This spotlight of a leading banking as a service provider is part of Tearsheet’s coverage of BaaS. Please see our BaaS Buyers Guide for more information.
The idea for Synapse started when Sankaet Pathak, Synapse’s founder, came from India at 17 to pursue his education at the University of Memphis. During his masters, Sankaet founded a closed loop restaurant payments system, where people could make a direct bank transfer instead of a credit card or debit card payment. Although it didn’t go anywhere, he saw the potential for a BaaS style system, where he would provide the infrastructure for banking services and let others build services on top of it.
Originally Synapse focused on payments, but soon pivoted to the general financial industry, offering products from accounts to crypto payments via API banking through Evolve Bank & Trust. With over $10 Billion in transactions and 80+ staff (and adding 2-5 people every second week), Synapse is growing quickly.
Anything that can be found on a bank’s homepage, Synapse can whitelabel. So far, Synapse has built products in the payments, deposits, and lending categories (which Synapse calls ‘Buckets’). Payments include ACH, wire, and card processing transactions; deposits include opening up deposit accounts, account routing numbers and debit card issuance; and lending includes the ability for any technology company to originate and service a loan. Synapse also provides additional services including crypto wallets. As part of its services, the company also offers compliance and verification.
Synapse has three main differentiators: the broad range of services it offers, the commercial model of a flat monthly fee for services, and the ability to deploy quickly.
Synapse also focuses on its mission of ‘simplifying banking’, which encompasses frontend and backend processes. It strives to be a one-stop-shop for everything, making it easy for any fintech to launch banking services. For example, in Synapse’s loan product, the regulatory complexities normally associated with lending are addressed — Synapse takes care of sending loan agreements, credit score agreements, reminds users when payments are due, and helps with collection efforts.

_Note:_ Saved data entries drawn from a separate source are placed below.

//! Money types in integer minor units
//!
//! Monetary amounts are stored as integer minor units (cents) so they match
//! the payment gateway's wire format exactly and never accumulate rounding
//! drift. Decimal conversion exists only for display and reporting.

use rust_decimal::Decimal;
use serde::{Deserialize, Serialize};
use std::fmt;
use std::str::FromStr;
use thiserror::Error;

/// Deposit percentage applied to new orders unless configured otherwise.
pub const DEFAULT_DEPOSIT_PERCENT: u8 = 30;

/// Currency codes following ISO 4217
///
/// Every supported currency carries two minor-unit digits.
#[derive(Debug, Clone, Copy, Default, PartialEq, Eq, Hash, Serialize, Deserialize)]
#[serde(rename_all = "UPPERCASE")]
pub enum Currency {
    #[default]
    AUD,
    NZD,
    USD,
    EUR,
    GBP,
}

impl Currency {
    /// Returns the number of minor-unit digits for this currency
    pub const fn decimal_places(&self) -> u32 {
        2
    }

    /// Returns the currency symbol
    pub fn symbol(&self) -> &'static str {
        match self {
            Currency::AUD => "A$",
            Currency::NZD => "NZ$",
            Currency::USD => "$",
            Currency::EUR => "€",
            Currency::GBP => "£",
        }
    }

    /// Returns the ISO 4217 code
    pub fn code(&self) -> &'static str {
        match self {
            Currency::AUD => "AUD",
            Currency::NZD => "NZD",
            Currency::USD => "USD",
            Currency::EUR => "EUR",
            Currency::GBP => "GBP",
        }
    }
}

impl fmt::Display for Currency {
    fn fmt(&self, f: &mut fmt::Formatter<'_>) -> fmt::Result {
        write!(f, "{}", self.code())
    }
}

impl FromStr for Currency {
    type Err = MoneyError;

    fn from_str(s: &str) -> Result<Self, Self::Err> {
        match s {
            "AUD" => Ok(Currency::AUD),
            "NZD" => Ok(Currency::NZD),
            "USD" => Ok(Currency::USD),
            "EUR" => Ok(Currency::EUR),
            "GBP" => Ok(Currency::GBP),
            other => Err(MoneyError::UnknownCurrency(other.to_string())),
        }
    }
}

/// Errors that can occur during money operations
#[derive(Debug, Error, PartialEq, Eq)]
pub enum MoneyError {
    #[error("Currency mismatch: cannot operate on {0} and {1}")]
    CurrencyMismatch(String, String),

    #[error("Unknown currency code: {0}")]
    UnknownCurrency(String),

    #[error("Overflow during calculation")]
    Overflow,
}

/// A monetary amount with associated currency
///
/// Amounts are whole minor units, the same representation the payment
/// gateway uses for `unit_amount` and `amount_total`.
#[derive(Debug, Clone, Copy, PartialEq, Eq, Hash, Serialize, Deserialize)]
pub struct Money {
    amount_minor: i64,
    currency: Currency,
}

impl Money {
    /// Creates Money from an amount in minor units (e.g. cents)
    pub const fn from_minor(amount_minor: i64, currency: Currency) -> Self {
        Self {
            amount_minor,
            currency,
        }
    }

    /// Creates a zero amount in the specified currency
    pub const fn zero(currency: Currency) -> Self {
        Self {
            amount_minor: 0,
            currency,
        }
    }

    /// Returns the amount in minor units
    pub const fn amount_minor(&self) -> i64 {
        self.amount_minor
    }

    /// Returns the currency
    pub const fn currency(&self) -> Currency {
        self.currency
    }

    /// Returns true if the amount is zero
    pub const fn is_zero(&self) -> bool {
        self.amount_minor == 0
    }

    /// Returns true if the amount is strictly positive
    pub const fn is_positive(&self) -> bool {
        self.amount_minor > 0
    }

    /// Checked addition that fails on currency mismatch or overflow
    pub fn checked_add(&self, other: &Money) -> Result<Money, MoneyError> {
        self.ensure_same_currency(other)?;
        self.amount_minor
            .checked_add(other.amount_minor)
            .map(|sum| Self::from_minor(sum, self.currency))
            .ok_or(MoneyError::Overflow)
    }

    /// Checked subtraction that fails on currency mismatch or overflow
    pub fn checked_sub(&self, other: &Money) -> Result<Money, MoneyError> {
        self.ensure_same_currency(other)?;
        self.amount_minor
            .checked_sub(other.amount_minor)
            .map(|diff| Self::from_minor(diff, self.currency))
            .ok_or(MoneyError::Overflow)
    }

    /// Computes a percentage deposit, rounding half a cent upwards
    ///
    /// For any `percent <= 100` the result never exceeds the original amount,
    /// so `balance_after(deposit)` is never negative.
    pub fn deposit(&self, percent: u8) -> Money {
        let scaled = self.amount_minor as i128 * percent as i128 + 50;
        Self::from_minor((scaled / 100) as i64, self.currency)
    }

    /// Returns the amount still owed after the given payment
    pub fn balance_after(&self, paid: &Money) -> Result<Money, MoneyError> {
        self.checked_sub(paid)
    }

    /// Classifies a refund: full only when it matches the charge exactly
    ///
    /// Anything short of the charged amount is partial, down to the cent.
    pub fn is_full_refund(charged: &Money, refunded: &Money) -> bool {
        charged.currency == refunded.currency && charged.amount_minor == refunded.amount_minor
    }

    /// Converts to a decimal in major units, e.g. 450000 minor -> 4500.00
    pub fn as_decimal(&self) -> Decimal {
        Decimal::new(self.amount_minor, self.currency.decimal_places())
    }

    fn ensure_same_currency(&self, other: &Money) -> Result<(), MoneyError> {
        if self.currency != other.currency {
            return Err(MoneyError::CurrencyMismatch(
                self.currency.to_string(),
                other.currency.to_string(),
            ));
        }
        Ok(())
    }
}

impl fmt::Display for Money {
    fn fmt(&self, f: &mut fmt::Formatter<'_>) -> fmt::Result {
        write!(f, "{}{}", self.currency.symbol(), self.as_decimal())
    }
}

Synapse wasn’t the first to get into this market, and Synapse would consider the BaaS incumbents (Cambr, WebBank, Cross River, The Bancorp Bank) to be its biggest competitors. But even the smaller community banks that are opening up their APIs could be considered a competitor to some extent (see CSFB’s partnership with TransferWise). BBVA could be considered a serious competitor as it expands internationally.
Synapse has historically relied on word of mouth to sell its services (it currently only has two sales reps). Ttarget customers are early stage technology startups. It does work with companies of any industry and size.
Synapse doesn’t have a definition of BaaS since it doesn’t use this term in explaining its products.
As Synapse matures, it’s going deeper into verticals. In lending, that includes small business lending, secured lending, and mortgages. Next year it’s going international to allow any developer, anywhere in the world, to launch a bank product.
Synapse’s feature roadmap for 2019 is here.
Synapse has around 150 clients, and is adding 2-4 clients per week. The company says its rate of growth doubles every year. Although Synapse wasn’t willing to share any referenceable client names, based on research, new challenger banks Dave and Empower both appear to be clients.